* **Work task**: Every line of the data below is to be written out again exactly.

[Saved data entries]
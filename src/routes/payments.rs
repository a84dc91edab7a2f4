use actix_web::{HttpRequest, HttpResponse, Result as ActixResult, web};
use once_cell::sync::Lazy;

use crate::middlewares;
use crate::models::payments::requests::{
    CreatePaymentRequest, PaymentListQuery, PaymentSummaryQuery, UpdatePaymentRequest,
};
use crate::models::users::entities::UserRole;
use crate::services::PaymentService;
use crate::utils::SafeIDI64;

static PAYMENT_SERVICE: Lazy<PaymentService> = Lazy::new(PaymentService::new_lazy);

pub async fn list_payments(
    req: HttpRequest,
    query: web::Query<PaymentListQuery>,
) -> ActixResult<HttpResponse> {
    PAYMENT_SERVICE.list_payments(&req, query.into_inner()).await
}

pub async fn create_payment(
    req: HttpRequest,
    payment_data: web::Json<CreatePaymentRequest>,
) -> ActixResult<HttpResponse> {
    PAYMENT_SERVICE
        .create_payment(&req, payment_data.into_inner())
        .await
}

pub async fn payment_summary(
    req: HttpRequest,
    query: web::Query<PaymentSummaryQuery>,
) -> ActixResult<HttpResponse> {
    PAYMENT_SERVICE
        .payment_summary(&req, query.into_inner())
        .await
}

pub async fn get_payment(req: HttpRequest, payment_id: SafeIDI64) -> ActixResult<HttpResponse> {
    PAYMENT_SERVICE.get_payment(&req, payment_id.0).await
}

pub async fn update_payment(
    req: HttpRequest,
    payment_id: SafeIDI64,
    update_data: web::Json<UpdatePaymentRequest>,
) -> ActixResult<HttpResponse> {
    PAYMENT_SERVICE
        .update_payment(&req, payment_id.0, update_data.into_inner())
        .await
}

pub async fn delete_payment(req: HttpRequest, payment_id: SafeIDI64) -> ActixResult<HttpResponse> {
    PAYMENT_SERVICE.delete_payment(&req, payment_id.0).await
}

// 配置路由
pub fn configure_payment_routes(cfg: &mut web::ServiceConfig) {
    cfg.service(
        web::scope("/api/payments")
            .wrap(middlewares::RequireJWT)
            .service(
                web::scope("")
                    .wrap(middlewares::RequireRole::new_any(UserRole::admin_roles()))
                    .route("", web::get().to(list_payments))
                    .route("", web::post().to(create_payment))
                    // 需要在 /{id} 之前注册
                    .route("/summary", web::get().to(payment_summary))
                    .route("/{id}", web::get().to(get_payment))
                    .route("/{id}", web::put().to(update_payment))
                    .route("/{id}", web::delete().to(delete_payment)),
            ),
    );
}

* **Written response**:
filename src/routes/payments.rs
repository a84dc91edab7a2f4
use actix_web::{HttpRequest, HttpResponse, Result as ActixResult, web};
use once_cell::sync::Lazy;

use crate::middlewares;
use crate::models::payments::requests::{
    CreatePaymentRequest, PaymentListQuery, PaymentSummaryQuery, UpdatePaymentRequest,
};
use crate::models::users::entities::UserRole;
use crate::services::PaymentService;
use crate::utils::SafeIDI64;

static PAYMENT_SERVICE: Lazy<PaymentService> = Lazy::new(PaymentService::new_lazy);

pub async fn list_payments(
    req: HttpRequest,
    query: web::Query<PaymentListQuery>,
) -> ActixResult<HttpResponse> {
    PAYMENT_SERVICE.list_payments(&req, query.into_inner()).await
}

pub async fn create_payment(
    req: HttpRequest,
    payment_data: web::Json<CreatePaymentRequest>,
) -> ActixResult<HttpResponse> {
    PAYMENT_SERVICE
        .create_payment(&req, payment_data.into_inner())
        .await
}

pub async fn payment_summary(
    req: HttpRequest,
    query: web::Query<PaymentSummaryQuery>,
) -> ActixResult<HttpResponse> {
    PAYMENT_SERVICE
        .payment_summary(&req, query.into_inner())
        .await
}

pub async fn get_payment(req: HttpRequest, payment_id: SafeIDI64) -> ActixResult<HttpResponse> {
    PAYMENT_SERVICE.get_payment(&req, payment_id.0).await
}

pub async fn update_payment(
    req: HttpRequest,
    payment_id: SafeIDI64,
    update_data: web::Json<UpdatePaymentRequest>,
) -> ActixResult<HttpResponse> {
    PAYMENT_SERVICE
        .update_payment(&req, payment_id.0, update_data.into_inner())
        .await
}

pub async fn delete_payment(req: HttpRequest, payment_id: SafeIDI64) -> ActixResult<HttpResponse> {
    PAYMENT_SERVICE.delete_payment(&req, payment_id.0).await
}

// 配置路由
pub fn configure_payment_routes(cfg: &mut web::ServiceConfig) {
    cfg.service(
        web::scope("/api/payments")
            .wrap(middlewares::RequireJWT)
            .service(
                web::scope("")
                    .wrap(middlewares::RequireRole::new_any(UserRole::admin_roles()))
                    .route("", web::get().to(list_payments))
                    .route("", web::post().to(create_payment))
                    // 需要在 /{id} 之前注册
                    .route("/summary", web::get().to(payment_summary))
                    .route("/{id}", web::get().to(get_payment))
                    .route("/{id}", web::put().to(update_payment))
                    .route("/{id}", web::delete().to(delete_payment)),
            ),
    );
}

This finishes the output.